▶ Instructions to follow
When a line in the entries contains the word "start", copy that line in full.

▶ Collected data
★ ★ ★ ★ ★

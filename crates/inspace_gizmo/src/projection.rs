//! Fixed isometric projection of the three logical axes onto the widget.
//!
//! All offsets are widget-local screen units relative to the widget center,
//! with +y pointing down. The gizmo fakes depth: X runs right, Y runs up and
//! Z runs along the lower-left diagonal.

use inspace_math::{consts, Vec2};

use crate::axis::Axis;

/// Half length of an axis track; offsets are normalized against it.
pub const TRACK_LENGTH: f32 = 60.0;

/// Clamp limit used instead of `TRACK_LENGTH` when dragging past the ends is allowed.
pub const BEYOND_BOUNDS_LIMIT: f32 = 1000.0;

/// Pose units per unit of progress.
pub const POSITION_SCALE: f32 = 50.0;

/// Pointer distance from center before a rotation ring is chosen.
pub const ROTATION_DEAD_ZONE: f32 = 10.0;

/// Foreshortening applied to offsets along the Z diagonal.
pub const Z_FORESHORTENING: f32 = consts::FRAC_1_SQRT_2;

/// Measured size of the rendering surface.
#[derive(Clone, Copy, Debug, Default, PartialEq)]
pub struct Bounds {
    pub width: f32,
    pub height: f32,
}

impl Bounds {
    pub const fn new(width: f32, height: f32) -> Self {
        Self { width, height }
    }

    /// Center of the surface in widget-local coordinates.
    pub fn center(&self) -> Vec2 {
        Vec2::new(self.width / 2.0, self.height / 2.0)
    }

    /// A surface that is not laid out yet has no usable center.
    pub fn is_degenerate(&self) -> bool {
        !(self.width.is_finite() && self.height.is_finite())
            || self.width <= 0.0
            || self.height <= 0.0
    }

    /// Pointer offset from the center.
    pub fn relative(&self, pointer: Vec2) -> Vec2 {
        pointer - self.center()
    }
}

/// Unit screen direction in which an axis grows.
pub fn axis_direction(axis: Axis) -> Vec2 {
    match axis {
        Axis::X => Vec2::X,
        Axis::Y => Vec2::new(0.0, -1.0),
        Axis::Z => Vec2::new(-consts::FRAC_1_SQRT_2, consts::FRAC_1_SQRT_2),
    }
}

/// Perpendicular distance from an offset to an axis line.
pub fn distance_to_axis(rel: Vec2, axis: Axis) -> f32 {
    match axis {
        Axis::X => rel.y.abs(),
        Axis::Y => rel.x.abs(),
        Axis::Z => rel.dot(axis_direction(Axis::Z).perpendicular()).abs(),
    }
}

/// Axis line nearest to the offset. Ties go to the earlier axis in X, Y, Z order.
pub fn closest_axis(rel: Vec2) -> Axis {
    let mut best = Axis::X;
    let mut best_dist = distance_to_axis(rel, Axis::X);
    for axis in [Axis::Y, Axis::Z] {
        let dist = distance_to_axis(rel, axis);
        if dist < best_dist {
            best = axis;
            best_dist = dist;
        }
    }
    best
}

/// Raw screen scalar along an axis track, before clamping.
///
/// Y stays in screen orientation here (down is positive); the sign flip to
/// "up is positive" happens in [`normalized_progress`].
pub fn axis_scalar(rel: Vec2, axis: Axis) -> f32 {
    match axis {
        Axis::X => rel.x,
        Axis::Y => rel.y,
        Axis::Z => rel.dot(axis_direction(Axis::Z)) * Z_FORESHORTENING,
    }
}

/// Clamp limit for the track scalar.
pub fn track_limit(allow_beyond_bounds: bool) -> f32 {
    if allow_beyond_bounds {
        BEYOND_BOUNDS_LIMIT
    } else {
        TRACK_LENGTH
    }
}

/// Progress for a clamped track scalar; 1.0 at the positive arrow tip.
pub fn normalized_progress(axis: Axis, clamped: f32) -> f32 {
    match axis {
        Axis::Y => -clamped / TRACK_LENGTH,
        Axis::X | Axis::Z => clamped / TRACK_LENGTH,
    }
}

/// Handle position for a clamped track scalar, placed on the axis line.
pub fn handle_on_axis(axis: Axis, clamped: f32) -> Vec2 {
    match axis {
        Axis::X => Vec2::new(clamped, 0.0),
        Axis::Y => Vec2::new(0.0, clamped),
        Axis::Z => axis_direction(Axis::Z) * clamped,
    }
}

/// Inverse of [`handle_on_axis`].
pub fn scalar_on_axis(axis: Axis, handle: Vec2) -> f32 {
    match axis {
        Axis::X => handle.x,
        Axis::Y => handle.y,
        Axis::Z => handle.dot(axis_direction(Axis::Z)),
    }
}

/// Map an `atan2` angle to the 0..=360 readout range.
///
/// The origin of the range sits at due left (`-PI`), so a pointer due right
/// reads 180 degrees.
pub fn rotation_degrees(angle: f32) -> f32 {
    (angle + consts::PI) / consts::TAU * 360.0
}

/// Angular zones used to pick a rotation ring from the first drag direction.
#[derive(Clone, Copy, Debug, PartialEq, Eq)]
pub enum RotationSector {
    /// Toward 10 to 2 o'clock, above center
    Y,
    /// Horizontal, either side
    X,
    /// Below center
    Z,
    /// Between the named sectors
    DeadZone,
}

impl RotationSector {
    /// Classify an offset by its screen angle.
    pub fn classify(rel: Vec2) -> Self {
        Self::from_degrees(inspace_math::degrees(rel.angle()))
    }

    /// Classify a screen angle in degrees, (-180, 180]. Sector ends are open
    /// except at the +/-180 wrap.
    pub fn from_degrees(angle: f32) -> Self {
        if angle > -120.0 && angle < -60.0 {
            RotationSector::Y
        } else if (angle > -30.0 && angle < 30.0) || angle > 150.0 || angle < -150.0 {
            RotationSector::X
        } else if angle > 60.0 && angle < 120.0 {
            RotationSector::Z
        } else {
            RotationSector::DeadZone
        }
    }

    /// Ring selected by this sector. The dead zone falls back to X.
    pub fn axis(self) -> Axis {
        match self {
            RotationSector::Y => Axis::Y,
            RotationSector::Z => Axis::Z,
            RotationSector::X | RotationSector::DeadZone => Axis::X,
        }
    }
}

/// Drawn radius of the ring for rotations around `axis`.
pub fn ring_radius(axis: Axis) -> f32 {
    match axis {
        Axis::X => 60.0,
        Axis::Y => 50.0,
        Axis::Z => 40.0,
    }
}

#[cfg(test)]
mod tests {
    use super::*;
    use approx::assert_relative_eq;

    #[test]
    fn test_bounds_center_and_relative() {
        let b = Bounds::new(200.0, 100.0);
        assert_eq!(b.center(), Vec2::new(100.0, 50.0));
        assert_eq!(b.relative(Vec2::new(130.0, 50.0)), Vec2::new(30.0, 0.0));
        assert!(Bounds::new(0.0, 100.0).is_degenerate());
        assert!(Bounds::new(f32::NAN, 100.0).is_degenerate());
        assert!(!b.is_degenerate());
    }

    #[test]
    fn test_closest_axis_unambiguous() {
        assert_eq!(closest_axis(Vec2::new(40.0, 2.0)), Axis::X);
        assert_eq!(closest_axis(Vec2::new(-1.0, -40.0)), Axis::Y);
        assert_eq!(closest_axis(Vec2::new(-30.0, 30.0)), Axis::Z);
        assert_eq!(closest_axis(Vec2::new(30.0, -30.0)), Axis::Z);
    }

    #[test]
    fn test_closest_axis_ties_prefer_x_then_y() {
        assert_eq!(closest_axis(Vec2::ZERO), Axis::X);
        // |rel.y| == |rel.x|, Z distance is larger
        assert_eq!(closest_axis(Vec2::new(10.0, 10.0)), Axis::X);
    }

    #[test]
    fn test_z_scalar_is_foreshortened() {
        let rel = Vec2::new(-30.0, 30.0);
        let along = rel.length();
        assert_relative_eq!(axis_scalar(rel, Axis::Z), along * Z_FORESHORTENING, epsilon = 1e-4);
        assert_relative_eq!(distance_to_axis(rel, Axis::Z), 0.0, epsilon = 1e-4);
    }

    #[test]
    fn test_handle_roundtrip_on_each_axis() {
        for axis in Axis::ALL {
            let handle = handle_on_axis(axis, 42.0);
            assert_relative_eq!(scalar_on_axis(axis, handle), 42.0, epsilon = 1e-4);
        }
    }

    #[test]
    fn test_y_progress_is_up_positive() {
        assert_eq!(normalized_progress(Axis::Y, -60.0), 1.0);
        assert_eq!(normalized_progress(Axis::X, -60.0), -1.0);
    }

    #[test]
    fn test_rotation_degrees_due_right_is_180() {
        assert_relative_eq!(rotation_degrees(0.0), 180.0, epsilon = 1e-4);
        assert_relative_eq!(rotation_degrees(-consts::PI), 0.0, epsilon = 1e-4);
        assert_relative_eq!(rotation_degrees(consts::PI), 360.0, epsilon = 1e-4);
    }

    #[test]
    fn test_rotation_sectors() {
        assert_eq!(RotationSector::classify(Vec2::new(0.0, -20.0)), RotationSector::Y);
        assert_eq!(RotationSector::classify(Vec2::new(20.0, 0.0)), RotationSector::X);
        assert_eq!(RotationSector::classify(Vec2::new(-20.0, 0.0)), RotationSector::X);
        assert_eq!(RotationSector::classify(Vec2::new(0.0, 20.0)), RotationSector::Z);
        // 45 degrees below the right horizon
        let dead = RotationSector::classify(Vec2::new(20.0, 20.0));
        assert_eq!(dead, RotationSector::DeadZone);
        assert_eq!(dead.axis(), Axis::X);
    }

    #[test]
    fn test_rotation_sector_edges_are_open() {
        for edge in [-150.0, -120.0, -60.0, -30.0, 30.0, 60.0, 120.0, 150.0] {
            assert_eq!(RotationSector::from_degrees(edge), RotationSector::DeadZone, "{}", edge);
        }
        assert_eq!(RotationSector::from_degrees(-119.9), RotationSector::Y);
        assert_eq!(RotationSector::from_degrees(-60.1), RotationSector::Y);
        assert_eq!(RotationSector::from_degrees(60.1), RotationSector::Z);
        assert_eq!(RotationSector::from_degrees(119.9), RotationSector::Z);
        assert_eq!(RotationSector::from_degrees(29.9), RotationSector::X);
        assert_eq!(RotationSector::from_degrees(150.1), RotationSector::X);
        assert_eq!(RotationSector::from_degrees(-150.1), RotationSector::X);
        // Both ends of the wrap belong to X
        assert_eq!(RotationSector::from_degrees(180.0), RotationSector::X);
        assert_eq!(RotationSector::from_degrees(-180.0), RotationSector::X);
    }
}
//! C++17 backend.
//!
//! Lowers the checked [`Program`] to one self-contained C++ translation
//! unit. Every encoding is fixed:
//!
//! | Kite | C++ |
//! |---|---|
//! | `String` | `std::string` |
//! | `[T]`, `[T; N]` | `std::vector<T>`, `std::array<T, N>` |
//! | `T?` | `std::optional<T>` |
//! | `&T`, `&mut T`, `raw T` | `T const&`, `T&`, `T*` |
//! | `struct` | aggregate `struct` |
//! | `class` | `struct` held by `std::shared_ptr` |
//! | payload `enum E` | `struct E { std::variant<E_A, E_B> value; }` |
//! | C-like `enum E: r` | `enum class E : r` |
//! | method `m` of `T` | free function `T_m(self, ..)` |
//!
//! Value-producing `if`, `match` and blocks in expression position become
//! immediately invoked lambdas, unless they contain a `return`, `break`
//! or `continue` leaving the expression; those are lowered into a
//! temporary declared before the enclosing statement.
//!
//! The output depends only on the program: declarations are ordered by
//! their mangled names, and type definitions follow by-value containment.

use std::collections::BTreeSet;

use rustc_hash::{FxHashMap, FxHashSet};
use tracing::{debug, trace};

use crate::ast::{BinaryOp, Receiver, UnaryOp};
use crate::builtins::{BuiltinFn, BuiltinMethod};
use crate::const_eval::ConstValue;
use crate::error::CoreError;
use crate::hir::{
    Body, Callee, DefKind, EnumDef, FunctionDef, HirArm, HirBlock, HirExpr, HirExprKind, HirPattern, HirStmt,
    LocalId, Program, UnitId,
};
use crate::monomorph::{self, Instance, Instances, Mangler, escape_ident};
use crate::span::Span;
use crate::types::{DefId, FloatTy, IntTy, Subst, TypeId, TypeKind};
impl ParentMap {
    pub fn build(module: &Module) -> ParentMap {
        let mut map = ParentMap::default();
        for item in &module.items {
            map.link(item.id, NodeId::ROOT);
            map.item(item);
        }
        map
    }

    pub fn parent(&self, id: NodeId) -> Option<NodeId> {
        self.parents.get(&id).copied()
    }

    /// Parent chain from `id` (exclusive) up to the root (inclusive).
    pub fn ancestors(&self, id: NodeId) -> Vec<NodeId> {
        let mut chain = Vec::new();
        let mut current = id;
        while let Some(parent) = self.parent(current) {
            chain.push(parent);
            if parent == NodeId::ROOT {
                break;
            }
            current = parent;
        }
        chain
    }

    pub fn len(&self) -> usize {
        self.parents.len()
    }

    pub fn is_empty(&self) -> bool {
        self.parents.is_empty()
    }

    fn link(&mut self, child: NodeId, parent: NodeId) {
        self.parents.insert(child, parent);
    }

    fn item(&mut self, item: &Item) {
        let id = item.id;
        match &item.kind {
            ItemKind::Import(_) => {}
            ItemKind::Function(function) => self.function(function, id),
            ItemKind::Struct(decl) => {
                self.generics(&decl.generics, id);
                for field in &decl.fields {
                    self.link(field.id, id);
                    self.ty(&field.ty, field.id);
                }
                for method in &decl.methods {
                    self.function(method, id);
                }
            }
            ItemKind::Enum(decl) => {
                self.generics(&decl.generics, id);
                if let Some(repr) = &decl.repr {
                    self.ty(repr, id);
                }
                for variant in &decl.variants {
                    self.link(variant.id, id);
                    for ty in &variant.payload {
                        self.ty(ty, variant.id);
                    }
                    if let Some(value) = &variant.discriminant {
                        self.expr(value, variant.id);
                    }
                }
                for method in &decl.methods {
                    self.function(method, id);
                }
            }
            ItemKind::Trait(decl) => {
                for method in &decl.methods {
                    self.function(method, id);
                }
            }
            ItemKind::Impl(decl) => {
                self.generics(&decl.generics, id);
                self.ty(&decl.target, id);
                if let Some(trait_ref) = &decl.trait_ref {
                    for arg in &trait_ref.args {
                        self.ty(arg, id);
                    }
                }
                for method in &decl.methods {
                    self.function(method, id);
                }
            }
            ItemKind::Const(decl) => {
                self.ty(&decl.ty, id);
                self.expr(&decl.value, id);
            }
            ItemKind::Static(decl) => {
                self.ty(&decl.ty, id);
                self.expr(&decl.value, id);
            }
            ItemKind::Assert(decl) => self.assert(decl, id),
        }
    }

    fn assert(&mut self, decl: &AssertDecl, parent: NodeId) {
        self.expr(&decl.condition, parent);
        if let Some(message) = &decl.message {
            self.expr(message, parent);
        }
    }

    fn generics(&mut self, generics: &[GenericParam], parent: NodeId) {
        for param in generics {
            self.link(param.id, parent);
            match &param.kind {
                GenericParamKind::Type { bounds } => {
                    for bound in bounds {
                        for arg in &bound.args {
                            self.ty(arg, param.id);
                        }
                    }
                }
                GenericParamKind::Const { ty } => self.ty(ty, param.id),
            }
        }
    }

    fn function(&mut self, function: &FunctionDecl, parent: NodeId) {
        self.link(function.id, parent);
        let id = function.id;
        self.generics(&function.generics, id);
        for param in &function.params {
            self.link(param.id, id);
            self.ty(&param.ty, param.id);
        }
        if let Some(ret) = &function.ret {
            self.ty(ret, id);
        }
        match &function.body {
            FunctionBody::Block(block) => self.block(block, id),
            FunctionBody::Expr(expr) => self.expr(expr, id),
            FunctionBody::None => {}
        }
    }

    fn ty(&mut self, ty: &TypeExpr, parent: NodeId) {
        self.link(ty.id, parent);
        let id = ty.id;
        match &ty.kind {
            TypeExprKind::Path(path) => {
                for arg in &path.args {
                    self.ty(arg, id);
                }
            }
            TypeExprKind::Vector(inner) | TypeExprKind::Optional(inner) | TypeExprKind::Raw(inner) => {
                self.ty(inner, id)
            }
            TypeExprKind::Ref { inner, .. } => self.ty(inner, id),
            TypeExprKind::Array(inner, len) => {
                self.ty(inner, id);
                self.expr(len, id);
            }
            TypeExprKind::Tuple(items) => {
                for item in items {
                    self.ty(item, id);
                }
            }
            TypeExprKind::Function { params, ret } => {
                for param in params {
                    self.ty(param, id);
                }
                self.ty(ret, id);
            }
            TypeExprKind::Const(expr) => self.expr(expr, id),
            TypeExprKind::Error => {}
        }
    }

    fn block(&mut self, block: &Block, parent: NodeId) {
        self.link(block.id, parent);
        for stmt in &block.stmts {
            self.stmt(stmt, block.id);
        }
        if let Some(tail) = &block.tail {
            self.expr(tail, block.id);
        }
    }

    fn stmt(&mut self, stmt: &Stmt, parent: NodeId) {
        self.link(stmt.id, parent);
        let id = stmt.id;
        match &stmt.kind {
            StmtKind::Let { ty, init, .. } => {
                if let Some(ty) = ty {
                    self.ty(ty, id);
                }
                self.expr(init, id);
            }
            StmtKind::Expr { expr, .. } => self.expr(expr, id),
            StmtKind::While { cond, body } => {
                self.expr(cond, id);
                self.block(body, id);
            }
            StmtKind::Loop { body } => self.block(body, id),
            StmtKind::For { iterable, body, .. } => {
                self.expr(iterable, id);
                self.block(body, id);
            }
            StmtKind::Defer(inner) => self.stmt(inner, id),
            StmtKind::Assert(decl) => self.assert(decl, id),
            StmtKind::ComptimeIf {
                cond,
                then_block,
                else_branch,
            } => {
                self.expr(cond, id);
                self.block(then_block, id);
                if let Some(else_branch) = else_branch {
                    self.stmt(else_branch, id);
                }
            }
            StmtKind::Error => {}
        }
    }

    fn pattern(&mut self, pattern: &Pattern, parent: NodeId) {
        self.link(pattern.id, parent);
        match &pattern.kind {
            PatternKind::Variant {
                fields: Some(fields), ..
            } => {
                for field in fields {
                    self.pattern(field, pattern.id);
                }
            }
            PatternKind::Some(inner) => self.pattern(inner, pattern.id),
            _ => {}
        }
    }

    fn expr(&mut self, expr: &Expr, parent: NodeId) {
        self.link(expr.id, parent);
        let id = expr.id;
        match &expr.kind {
            ExprKind::Literal(_)
            | ExprKind::None
            | ExprKind::This
            | ExprKind::Break
            | ExprKind::Continue
            | ExprKind::Error => {}
            ExprKind::Path(path) => {
                for segment in &path.segments {
                    for arg in &segment.generic_args {
                        self.ty(arg, id);
                    }
                }
            }
            ExprKind::Some(inner) | ExprKind::Paren(inner) | ExprKind::Unwrap(inner) => {
                self.expr(inner, id)
            }
            ExprKind::Unary { operand, .. } => self.expr(operand, id),
            ExprKind::Binary { lhs, rhs, .. } => {
                self.expr(lhs, id);
                self.expr(rhs, id);
            }
            ExprKind::Assign { target, value, .. } => {
                self.expr(target, id);
                self.expr(value, id);
            }
            ExprKind::Range { start, end, .. } => {
                self.expr(start, id);
                self.expr(end, id);
            }
            ExprKind::Cast { expr: inner, ty } => {
                self.expr(inner, id);
                self.ty(ty, id);
            }
            ExprKind::Call { callee, args } => {
                self.expr(callee, id);
                for arg in args {
                    self.expr(&arg.value, id);
                }
            }
            ExprKind::MethodCall {
                receiver,
                generic_args,
                args,
                ..
            } => {
                self.expr(receiver, id);
                for arg in generic_args {
                    self.ty(arg, id);
                }
                for arg in args {
                    self.expr(&arg.value, id);
                }
            }
            ExprKind::Field { base, .. } | ExprKind::TupleIndex { base, .. } => self.expr(base, id),
            ExprKind::Index { base, index } => {
                self.expr(base, id);
                self.expr(index, id);
            }
            ExprKind::Tuple(items) | ExprKind::Vector(items) => {
                for item in items {
                    self.expr(item, id);
                }
            }
            ExprKind::Fill { value, count } => {
                self.expr(value, id);
                self.expr(count, id);
            }
            ExprKind::If {
                cond,
                then_block,
                else_branch,
            } => {
                self.expr(cond, id);
                self.block(then_block, id);
                if let Some(else_branch) = else_branch {
                    self.expr(else_branch, id);
                }
            }
            ExprKind::Match { scrutinee, arms } => {
                self.expr(scrutinee, id);
                for arm in arms {
                    self.link(arm.id, id);
                    for pattern in &arm.patterns {
                        self.pattern(pattern, arm.id);
                    }
                    self.expr(&arm.body, arm.id);
                }
            }
            ExprKind::Block(block) | ExprKind::Unsafe(block) => self.block(block, id),
            ExprKind::Return(value) => {
                if let Some(value) = value {
                    self.expr(value, id);
                }
            }
        }
    }
}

★ ★ ★ ★ ★

▶ Solution to this problem
            ExprKind::Range { start, end, .. } => {
                self.expr(start, id);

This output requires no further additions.